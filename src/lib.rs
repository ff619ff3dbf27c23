//! Ignis: declarative, resumable deployment orchestration.
//!
//! Modules of futures are built, planned into a deterministic order and run
//! against an environment with an idempotent journal, so an interrupted
//! deployment resumes where it stopped. BLAKE3 fingerprints. Provenance tracing.

pub mod cli;
pub mod core;
pub mod env;
pub mod tripwire;
//! Ignis CLI: declarative, resumable deployment orchestration.

use clap::Parser;
use tracing_subscriber::{layer::SubscriberExt, util::SubscriberInitExt, EnvFilter};

#[derive(Parser, Debug)]
#[command(
    name = "ignis",
    version,
    about = "Declarative deployment orchestration with a resumable journal"
)]
struct Cli {
    /// Log filter when IGNIS_LOG and RUST_LOG are unset (e.g. "info", "ignis=debug")
    #[arg(long, global = true, default_value = "warn")]
    log: String,

    #[command(subcommand)]
    command: ignis::cli::Commands,
}

fn main() {
    let cli = Cli::parse();

    let filter = EnvFilter::try_from_env("IGNIS_LOG")
        .or_else(|_| EnvFilter::try_from_default_env())
        .or_else(|_| EnvFilter::try_new(&cli.log))
        .unwrap_or_else(|_| EnvFilter::new("warn"));
    tracing_subscriber::registry()
        .with(filter)
        .with(tracing_subscriber::fmt::layer().with_writer(std::io::stderr))
        .init();

    if let Err(e) = ignis::cli::dispatch(cli.command) {
        eprintln!("error: {}", e);
        std::process::exit(1);
    }
}
//! IG-020: External environment adapter.
//!
//! The executor never talks to a chain directly; every external effect goes
//! through an `EnvironmentAdapter`. Submitting operations receive the
//! engine-assigned submission key so a later run can ask what became of it.

pub mod local;

use crate::core::error::ExecutionError;
use crate::core::types::Value;
use async_trait::async_trait;

/// Receipt of a deployment.
#[derive(Debug, Clone, PartialEq, Eq)]
pub struct DeployReceipt {
    pub address: String,
    pub external_ref: String,
}

/// Receipt of a submitted call.
#[derive(Debug, Clone, PartialEq, Eq)]
pub struct CallReceipt {
    pub value: Value,
    pub external_ref: String,
}

/// What the environment knows about a submission.
#[derive(Debug, Clone, PartialEq, Eq)]
pub enum TxStatus {
    /// Submitted, outcome not yet final
    Pending,
    /// Took effect; `result` is what the operation produced
    Confirmed { result: Value },
    /// Submitted and rejected
    Reverted { reason: String },
    /// Never seen
    Unknown,
}

#[async_trait]
pub trait EnvironmentAdapter: Send + Sync {
    async fn deploy(
        &self,
        key: &str,
        artifact: &str,
        args: &[Value],
    ) -> Result<DeployReceipt, ExecutionError>;

    async fn call(
        &self,
        key: &str,
        address: &str,
        method: &str,
        args: &[Value],
    ) -> Result<CallReceipt, ExecutionError>;

    /// Read-only; nothing is submitted.
    async fn static_call(
        &self,
        address: &str,
        method: &str,
        args: &[Value],
    ) -> Result<Value, ExecutionError>;

    /// Status of a submission by key or external ref.
    async fn get_status(&self, external_ref: &str) -> Result<TxStatus, ExecutionError>;
}
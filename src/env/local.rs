//! IG-021: Deterministic in-process chain.
//!
//! Addresses are derived with BLAKE3 from the deployer, its nonce and the
//! artifact name, so the same sequence of deployments always yields the same
//! addresses. Every submission is indexed by its key: resubmitting a key
//! returns the original receipt, and `get_status` answers for any key seen.
//! State can be saved to JSON so consecutive CLI runs share one chain.

use super::{CallReceipt, DeployReceipt, EnvironmentAdapter, TxStatus};
use crate::core::error::ExecutionError;
use crate::core::types::Value;
use async_trait::async_trait;
use serde::{Deserialize, Serialize};
use std::collections::BTreeMap;
use std::path::Path;
use std::sync::atomic::{AtomicUsize, Ordering};
use std::sync::{Mutex, MutexGuard};

const DEFAULT_DEPLOYER: &str = "0x00000000000000000000000000000000000000d1";

#[derive(Debug, Clone, Serialize, Deserialize)]
struct ContractRecord {
    artifact: String,
    args: Vec<Value>,
}

#[derive(Debug, Clone, Serialize, Deserialize)]
struct ChainState {
    deployer: String,
    nonce: u64,
    #[serde(default)]
    contracts: BTreeMap<String, ContractRecord>,
    /// `"{address}:{method}"` → last value written by a call
    #[serde(default)]
    storage: BTreeMap<String, Value>,
    /// Submission key → result it produced
    #[serde(default)]
    submissions: BTreeMap<String, Value>,
}

impl Default for ChainState {
    fn default() -> Self {
        Self {
            deployer: DEFAULT_DEPLOYER.to_string(),
            nonce: 0,
            contracts: BTreeMap::new(),
            storage: BTreeMap::new(),
            submissions: BTreeMap::new(),
        }
    }
}

/// Per-operation call counts.
#[derive(Debug, Clone, Copy, Default, PartialEq, Eq)]
pub struct CallCounts {
    pub deploys: usize,
    pub calls: usize,
    pub static_calls: usize,
    pub status_queries: usize,
}

impl CallCounts {
    /// Operations that reach the environment (status queries excluded).
    pub fn external(&self) -> usize {
        self.deploys + self.calls + self.static_calls
    }
}

/// In-process environment adapter.
#[derive(Debug, Default)]
pub struct LocalChain {
    state: Mutex<ChainState>,
    deploys: AtomicUsize,
    calls: AtomicUsize,
    static_calls: AtomicUsize,
    status_queries: AtomicUsize,
}

impl LocalChain {
    pub fn new() -> Self {
        Self::default()
    }

    /// Load a saved chain; a missing file yields a fresh chain.
    pub fn load(path: &Path) -> Result<Self, String> {
        if !path.exists() {
            return Ok(Self::new());
        }
        let content = std::fs::read_to_string(path)
            .map_err(|e| format!("cannot read {}: {}", path.display(), e))?;
        let state: ChainState = serde_json::from_str(&content)
            .map_err(|e| format!("invalid chain file {}: {}", path.display(), e))?;
        Ok(Self {
            state: Mutex::new(state),
            ..Self::default()
        })
    }

    /// Save the chain atomically (write to temp, then rename).
    pub fn save(&self, path: &Path) -> Result<(), String> {
        if let Some(parent) = path.parent() {
            if !parent.as_os_str().is_empty() {
                std::fs::create_dir_all(parent)
                    .map_err(|e| format!("cannot create dir {}: {}", parent.display(), e))?;
            }
        }
        let json = serde_json::to_string_pretty(&*self.lock())
            .map_err(|e| format!("JSON serialize error: {}", e))?;
        let tmp_path = path.with_extension("json.tmp");
        std::fs::write(&tmp_path, json)
            .map_err(|e| format!("cannot write {}: {}", tmp_path.display(), e))?;
        std::fs::rename(&tmp_path, path)
            .map_err(|e| format!("cannot rename {}: {}", tmp_path.display(), e))?;
        Ok(())
    }

    pub fn counts(&self) -> CallCounts {
        CallCounts {
            deploys: self.deploys.load(Ordering::SeqCst),
            calls: self.calls.load(Ordering::SeqCst),
            static_calls: self.static_calls.load(Ordering::SeqCst),
            status_queries: self.status_queries.load(Ordering::SeqCst),
        }
    }

    pub fn contract_count(&self) -> usize {
        self.lock().contracts.len()
    }

    /// Artifact deployed at an address.
    pub fn artifact_at(&self, address: &str) -> Option<String> {
        self.lock().contracts.get(address).map(|c| c.artifact.clone())
    }

    /// Constructor arguments recorded for a deployment.
    pub fn deployment_args(&self, address: &str) -> Option<Vec<Value>> {
        self.lock().contracts.get(address).map(|c| c.args.clone())
    }

    fn lock(&self) -> MutexGuard<'_, ChainState> {
        self.state.lock().unwrap_or_else(|e| e.into_inner())
    }
}

fn derive_address(deployer: &str, nonce: u64, artifact: &str) -> String {
    let mut hasher = blake3::Hasher::new();
    hasher.update(deployer.as_bytes());
    hasher.update(b"\0");
    hasher.update(&nonce.to_be_bytes());
    hasher.update(artifact.as_bytes());
    let hex = hasher.finalize().to_hex();
    format!("0x{}", &hex[..40])
}

fn no_contract(address: &str) -> ExecutionError {
    ExecutionError::Permanent(format!("no contract at {}", address))
}

#[async_trait]
impl EnvironmentAdapter for LocalChain {
    async fn deploy(
        &self,
        key: &str,
        artifact: &str,
        args: &[Value],
    ) -> Result<DeployReceipt, ExecutionError> {
        self.deploys.fetch_add(1, Ordering::SeqCst);
        let mut state = self.lock();
        if let Some(Value::Address(address)) = state.submissions.get(key) {
            return Ok(DeployReceipt {
                address: address.clone(),
                external_ref: key.to_string(),
            });
        }
        if artifact.is_empty() {
            return Err(ExecutionError::Permanent("empty artifact name".to_string()));
        }
        state.nonce += 1;
        let address = derive_address(&state.deployer, state.nonce, artifact);
        state.contracts.insert(
            address.clone(),
            ContractRecord {
                artifact: artifact.to_string(),
                args: args.to_vec(),
            },
        );
        state
            .submissions
            .insert(key.to_string(), Value::Address(address.clone()));
        tracing::debug!(artifact, address = %address, "local deploy");
        Ok(DeployReceipt {
            address,
            external_ref: key.to_string(),
        })
    }

    async fn call(
        &self,
        key: &str,
        address: &str,
        method: &str,
        args: &[Value],
    ) -> Result<CallReceipt, ExecutionError> {
        self.calls.fetch_add(1, Ordering::SeqCst);
        let mut state = self.lock();
        if let Some(value) = state.submissions.get(key) {
            return Ok(CallReceipt {
                value: value.clone(),
                external_ref: key.to_string(),
            });
        }
        if !state.contracts.contains_key(address) {
            return Err(no_contract(address));
        }
        let value = args.first().cloned().unwrap_or(Value::Unit);
        state
            .storage
            .insert(format!("{}:{}", address, method), value.clone());
        state.submissions.insert(key.to_string(), value.clone());
        Ok(CallReceipt {
            value,
            external_ref: key.to_string(),
        })
    }

    async fn static_call(
        &self,
        address: &str,
        method: &str,
        _args: &[Value],
    ) -> Result<Value, ExecutionError> {
        self.static_calls.fetch_add(1, Ordering::SeqCst);
        let state = self.lock();
        if !state.contracts.contains_key(address) {
            return Err(no_contract(address));
        }
        Ok(state
            .storage
            .get(&format!("{}:{}", address, method))
            .cloned()
            .unwrap_or(Value::Unit))
    }

    async fn get_status(&self, external_ref: &str) -> Result<TxStatus, ExecutionError> {
        self.status_queries.fetch_add(1, Ordering::SeqCst);
        Ok(match self.lock().submissions.get(external_ref) {
            Some(result) => TxStatus::Confirmed {
                result: result.clone(),
            },
            None => TxStatus::Unknown,
        })
    }
}
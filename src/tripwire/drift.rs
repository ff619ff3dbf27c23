//! IG-016: Input drift detection for completed actions.
//!
//! A Completed journal entry records the fingerprint of the inputs it ran
//! with. If the description or parameters now resolve to different inputs,
//! reusing the stored result would silently diverge, so the run stops.

use super::hasher;
use crate::core::error::DriftError;
use crate::core::types::{Action, JournalEntry, Value};

/// Fingerprint of an action's resolved inputs and call target.
pub fn inputs_fingerprint(action: &Action, target: Option<&str>, inputs: &[Value]) -> String {
    let mut components: Vec<String> = vec![action.id.to_string(), action.kind().to_string()];
    components.push(target.unwrap_or("-").to_string());
    for value in inputs {
        components.push(format!("{}:{}", value.type_name(), value));
    }
    let refs: Vec<&str> = components.iter().map(String::as_str).collect();
    hasher::composite_hash(&refs)
}

/// Compare a Completed entry's recorded fingerprint with the current one.
/// Entries written without a fingerprint are accepted.
pub fn check_inputs(entry: &JournalEntry, current: &str) -> Result<(), DriftError> {
    match &entry.inputs_hash {
        Some(recorded) if recorded != current => Err(DriftError::InputsChanged {
            action: entry.action_id.clone(),
            recorded: recorded.clone(),
            current: current.to_string(),
        }),
        _ => Ok(()),
    }
}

_ _ _ _

* _WORK ORDER_:
Go back to the start of the listing above. Reproduce each line exactly, ending with the line that contains "fingerprints. Provenance tracing.".

* _SOLUTION_:
filename src/lib.rs
repository ff619ff3dbf27c23
//! Ignis: declarative, resumable deployment orchestration.
//!
//! Modules of futures are built, planned into a deterministic order and run
//! against an environment with an idempotent journal, so an interrupted
//! deployment resumes where it stopped. BLAKE3 fingerprints. Provenance tracing.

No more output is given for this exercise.